The documents containing the information specified in Part I of
Form S-8 will be sent or given to the individuals who participate
in the Equity Incentive Plan in accordance with Rule 428(b)(1) of
the Securities Act. Such documents are not required to be, and are
not, filed with the Securities and Exchange Commission (the
“Commission”), either as part of this Registration Statement or as
a prospectus or prospectus supplement pursuant to Rule 424 of the
Securities Act, but constitute (along with the documents
incorporated by reference into this Registration Statement pursuant
to Item 3 of Part II hereof) a prospectus that meets the
requirements of Section 10(a) of the Securities Act.
Item 2. Registrant Information and Employee Plan Annual
Information.
Upon written or oral request, any of the documents incorporated by
reference in Item 3 of Part II of this Registration Statement
(which documents are incorporated by reference in the Section 10(a)

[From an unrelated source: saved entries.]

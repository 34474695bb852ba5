/*
[INPUT]:  Crossterm keyboard events from the blocking poller
[OUTPUT]: Input events on an async channel, quit-key classification
[POS]:    TUI input handling
[UPDATE]: When changing keybindings or the poll cadence
*/

use std::time::Duration;

use crossterm::event::{Event as CrosstermEvent, KeyCode, KeyModifiers};
use tokio::sync::mpsc;
use tokio_util::sync::CancellationToken;

const INPUT_POLL_INTERVAL: Duration = Duration::from_millis(200);

/// Spawn the blocking input poller. Events arrive on the returned channel
/// until shutdown is cancelled or the receiver is dropped.
pub(super) fn spawn_input_poller(
    shutdown: CancellationToken,
) -> mpsc::UnboundedReceiver<CrosstermEvent> {
    let (event_tx, event_rx) = mpsc::unbounded_channel();
    tokio::task::spawn_blocking(move || {
        while !shutdown.is_cancelled() {
            if crossterm::event::poll(INPUT_POLL_INTERVAL).unwrap_or(false) {
                if let Ok(event) = crossterm::event::read() {
                    if event_tx.send(event).is_err() {
                        break;
                    }
                }
            }
        }
    });
    event_rx
}

pub(super) fn is_quit_key(code: KeyCode, modifiers: KeyModifiers) -> bool {
    matches!(code, KeyCode::Char('q') | KeyCode::Esc)
        || (code == KeyCode::Char('c') && modifiers.contains(KeyModifiers::CONTROL))
}
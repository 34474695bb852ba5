/*
[INPUT]:  Wire schema definitions and serde requirements
[OUTPUT]: Typed Rust enums with serialization support
[POS]:    Data layer - type definitions for protocol communication
[UPDATE]: When the wire schema changes or new types are added
*/

use serde::{Deserialize, Serialize};

/// Aggregate status of a price feed as reported by the oracle.
#[derive(Debug, Clone, Copy, PartialEq, Eq, Serialize, Deserialize)]
#[serde(rename_all = "lowercase")]
pub enum SymbolStatus {
    Trading,
    Halted,
    Auction,
    #[serde(other)]
    Unknown,
}

impl SymbolStatus {
    pub fn as_str(&self) -> &'static str {
        match self {
            SymbolStatus::Trading => "trading",
            SymbolStatus::Halted => "halted",
            SymbolStatus::Auction => "auction",
            SymbolStatus::Unknown => "unknown",
        }
    }
}

/// Kind of value a price account carries.
#[derive(Debug, Clone, Copy, PartialEq, Eq, Serialize, Deserialize)]
#[serde(rename_all = "lowercase")]
pub enum PriceType {
    Price,
    #[serde(other)]
    Unknown,
}

impl PriceType {
    pub fn as_str(&self) -> &'static str {
        match self {
            PriceType::Price => "price",
            PriceType::Unknown => "unknown",
        }
    }
}
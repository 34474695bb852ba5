/*
[INPUT]:  CLI arguments, YAML configuration file, OS shutdown signals
[OUTPUT]: Running price dashboard with graceful shutdown
[POS]:    Binary entry point
[UPDATE]: When changing CLI flags, startup flow, or shutdown handling
*/

use std::path::PathBuf;
use std::sync::{Arc, Mutex};

use anyhow::{anyhow, Context, Result};
use clap::Parser;
use tokio_util::sync::CancellationToken;
use tracing::{info, warn};
use tracing_subscriber::EnvFilter;

use oracle_dash_tui::{tui, DashboardConfig, PriceFeed, TableModel};

#[derive(Parser, Debug)]
#[command(name = "oracle-dash", version, about = "Live price dashboard for a streaming oracle")]
struct Cli {
    #[arg(long = "config", value_name = "PATH")]
    config_path: Option<PathBuf>,
    #[arg(long = "url", value_name = "WS_URL")]
    url: Option<String>,
    #[arg(long = "log-level", value_name = "LEVEL", default_value = "info")]
    log_level: String,
    #[arg(long = "dry-run")]
    dry_run: bool,
}

#[tokio::main]
async fn main() -> Result<()> {
    let args = Cli::parse();
    init_tracing(&args.log_level)?;

    let mut config = match &args.config_path {
        Some(path) => {
            let path = path.to_str().context("config path must be valid utf-8")?;
            DashboardConfig::from_file(path).context("load config")?
        }
        None => DashboardConfig::default(),
    };
    if let Some(url) = args.url {
        config.ws_url = url;
    }
    info!(ws_url = %config.ws_url, "starting oracle-dash");

    if args.dry_run {
        info!("dry-run requested; configuration validated");
        return Ok(());
    }

    let table = Arc::new(Mutex::new(TableModel::new()));
    let shutdown = CancellationToken::new();
    setup_signal_handlers(shutdown.clone());

    let (feed, connection_state) = PriceFeed::new(config, Arc::clone(&table), shutdown.clone());
    let feed_handle = tokio::spawn(feed.run());

    tui::run(table, connection_state, shutdown.clone()).await?;
    shutdown.cancel();

    feed_handle.await.context("join feed worker")?;
    info!("dashboard shutdown complete");
    Ok(())
}

fn init_tracing(log_level: &str) -> Result<()> {
    let filter = EnvFilter::try_new(log_level).context("invalid log level")?;
    // Stderr keeps log output off the alternate screen.
    tracing_subscriber::fmt()
        .with_env_filter(filter)
        .with_writer(std::io::stderr)
        .try_init()
        .map_err(|err| anyhow!(err))
        .context("initialize tracing subscriber")?;
    Ok(())
}

fn setup_signal_handlers(shutdown: CancellationToken) {
    let shutdown_clone = shutdown.clone();
    tokio::spawn(async move {
        if let Err(err) = tokio::signal::ctrl_c().await {
            warn!(error = %err, "failed to install SIGINT handler");
            return;
        }
        info!("received SIGINT");
        shutdown_clone.cancel();
    });

    #[cfg(unix)]
    {
        use tokio::signal::unix::{signal, SignalKind};

        let shutdown_clone = shutdown.clone();
        tokio::spawn(async move {
            match signal(SignalKind::terminate()) {
                Ok(mut stream) => {
                    stream.recv().await;
                    info!("received SIGTERM");
                    shutdown_clone.cancel();
                }
                Err(err) => {
                    warn!(error = %err, "failed to install SIGTERM handler");
                }
            }
        });
    }
}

prospectus), other documents required to be delivered to eligible
employees pursuant to Rule 428(b) or additional information about
the Registrant’s Equity Incentive Plan are available without charge
by contacting: Secretary, Marijuana Company of America, Inc., 1340
West Valley Parkway, Ste. 205, Escondido, California 92029 or by
calling (888) 777-4362.
PART II
INFORMATION REQUIRED IN REGISTRATION STATEMENT
Item 3. Incorporation of Documents by Reference.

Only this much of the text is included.